Wednesday, July 8, 2009

Six Weeks

Today is the big day! It has been six weeks since I have seen my wife and daughter. I was not happy about coming over here without them, but because of the situation at the time it was important that I do so. At the time, we were told there was a cutoff date when we could ship the animals which we later found out was false, BA’s way of securing our business which they did not. Also, it was imperative that I arrive before June 1st because of a project that was eminent, but alas that has not come to pass either. No, I came over early for no reason whatsoever and missed an incredible amount of accomplishments by doing so.

It was incredibly hard on my wife, being alone and having such a full plate. We had already moved once in the month prior to my departure. This move was from a 5600 sq/ft house into a 1300 sq/ft house which, logistically speaking was a nightmare. We have two large storage facilities holding all our extra stuff and cram-packed the newer rental house with the rest of it. When I left, I had successfully packed my suitcases and left a very large mess for my wife to deal with. We had a garage sale that my Mother and Cousin successfully pulled off after my leaving but this required that my wife prepare a lot of stuff for it. I think we probably got about half of what we should have had in the garage sale but that was a great accomplishment all things considered.

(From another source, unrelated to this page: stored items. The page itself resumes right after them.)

//! Table and column detection.
//!
//! Everything is exact word matching against the schema: `order` does not
//! match inside `order_date`, and results come back in schema order rather
//! than the order the user typed them.

use crate::schema::{Schema, singular};
use regex::Regex;

/// Compiled word-boundary matchers for one schema.
#[derive(Debug, Clone)]
pub struct EntityDetector {
    tables: Vec<TableMatcher>,
    fallbacks: Vec<(String, Regex)>,
}

#[derive(Debug, Clone)]
struct TableMatcher {
    name: String,
    pattern: Regex,
    columns: Vec<(String, Regex)>,
}

/// Compile `\bword\b`.
pub(crate) fn word_pattern(word: &str) -> Regex {
    Regex::new(&format!(r"\b{}\b", regex::escape(word))).expect("escaped word is a valid regex")
}

impl EntityDetector {
    pub fn new(schema: &Schema) -> Self {
        let tables = schema
            .tables()
            .iter()
            .map(|t| TableMatcher {
                name: t.name.clone(),
                pattern: word_pattern(&t.name),
                columns: t
                    .columns
                    .iter()
                    .map(|c| (c.clone(), word_pattern(c)))
                    .collect(),
            })
            .collect();

        let fallbacks = schema
            .fallback_order()
            .iter()
            .map(|name| {
                let stem = singular(name);
                let pattern = Regex::new(&format!(
                    r"\b(?:{}|{})\b",
                    regex::escape(stem),
                    regex::escape(name)
                ))
                .expect("escaped stems form a valid regex");
                (name.clone(), pattern)
            })
            .collect();

        Self { tables, fallbacks }
    }

    /// Every table named verbatim in `text`, in schema order.
    pub fn find_tables(&self, text: &str) -> Vec<String> {
        self.tables
            .iter()
            .filter(|t| t.pattern.is_match(text))
            .map(|t| t.name.clone())
            .collect()
    }

    /// Columns of `table` named in `text`, in column-definition order.
    pub fn detect_fields(&self, text: &str, table: &str) -> Vec<String> {
        self.tables
            .iter()
            .find(|t| t.name == table)
            .map(|t| {
                t.columns
                    .iter()
                    .filter(|(_, re)| re.is_match(text))
                    .map(|(name, _)| name.clone())
                    .collect()
            })
            .unwrap_or_default()
    }

    /// Compiled `\btable\b` pattern for a schema table.
    pub fn table_pattern(&self, table: &str) -> Option<&Regex> {
        self.tables.iter().find(|t| t.name == table).map(|t| &t.pattern)
    }

    /// First fallback table whose singular or plural name appears in `text`.
    pub fn fallback_table(&self, text: &str) -> Option<String> {
        self.fallbacks
            .iter()
            .find(|(_, re)| re.is_match(text))
            .map(|(name, _)| name.clone())
    }

    /// Tables for `text`: verbatim names first, then the fallback ladder.
    pub fn detect_tables(&self, text: &str) -> Vec<String> {
        let found = self.find_tables(text);
        if !found.is_empty() {
            return found;
        }
        match self.fallback_table(text) {
            Some(table) => {
                tracing::debug!("No table named verbatim, fell back to '{}'", table);
                vec![table]
            }
            None => Vec::new(),
        }
    }
}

My wife is a real trooper. Not only did she coordinate the move out of the rental house to a temporary stay with her family, she was also working and managing a family crisis all at the same time. Also, I do not want to mention that she was also the sole provider for our 9 month old daughter concurrently with all this mess. We had a ton of help from her very good friend, Diana and her family. There is no doubt we would not have pulled it off if not for their outstanding support. Having to pack the house on her own, separate stuff that goes to storage, stuff that goes to Kenya and stuff that needs to go away was a real challenge on her own. If anyone knows my wife, they know that she is mentally adept at being VERY organized. Something I do not possess no matter how hard I try. Through all of the adversity, she managed to keep a manifest list, numbering all the boxes and documenting the contents of each box. Add to this, shutting down all the utilities, arranging for flights, completing her work, dealing with her family crisis, feeding the baby, changing the baby, nursing the baby, supporting her family, writing letters, visiting her brother, and planning an international move…I do not know how she did it, but she did.

She is arriving at around 9:00pm EAT (East Africa Time) and no doubt is going to be bone tired. She has averaged 3-4 hours of sleep a night for the past week. I am so anxious for her to arrive and her be able to relax and do nothing for the next few days. I have already offered 100% baby duty and look forward to pampering her for awhile. There is no doubt we are one, through good and bad, and she is definitely my better half. I am excited to have her here.
I also really miss my daughter! Because of the border-line fraud involved with me leaving six weeks early, I have missed out on so much of my daughter’s accomplishments. She was just starting to crawl good before I left; now she is pulling herself upright and standing (somewhat) on her own. She was just starting to speak a bit and I was able to hear “Dada” before leaving. Now, anytime my wife’s phone rings, she starts saying “Dada!” She also is babbling in complete sentences now, has more hair, more mobile, and generally turning into a true little person. I have missed all of it and have a huge fear that she will not remember me. That is something that I have tried to become comfortable with in my mind but am sure it will break my heart if she does not show excitement when she sees me.

For the most part, I have been solitary and isolated since arriving here. I know but a handful of people and those folks have been out of town for the majority of my stay. I have experienced loneliness that I have never been exposed to before. As I sit here counting the seconds until my family arrives, the moment I see them it will all be gone and back to normal.

Peace,
Dude.
FBO

1 comment:

  1. I've been waiting for another post saying they made it! Hopefully everything is going okay & they are safe & sound with you.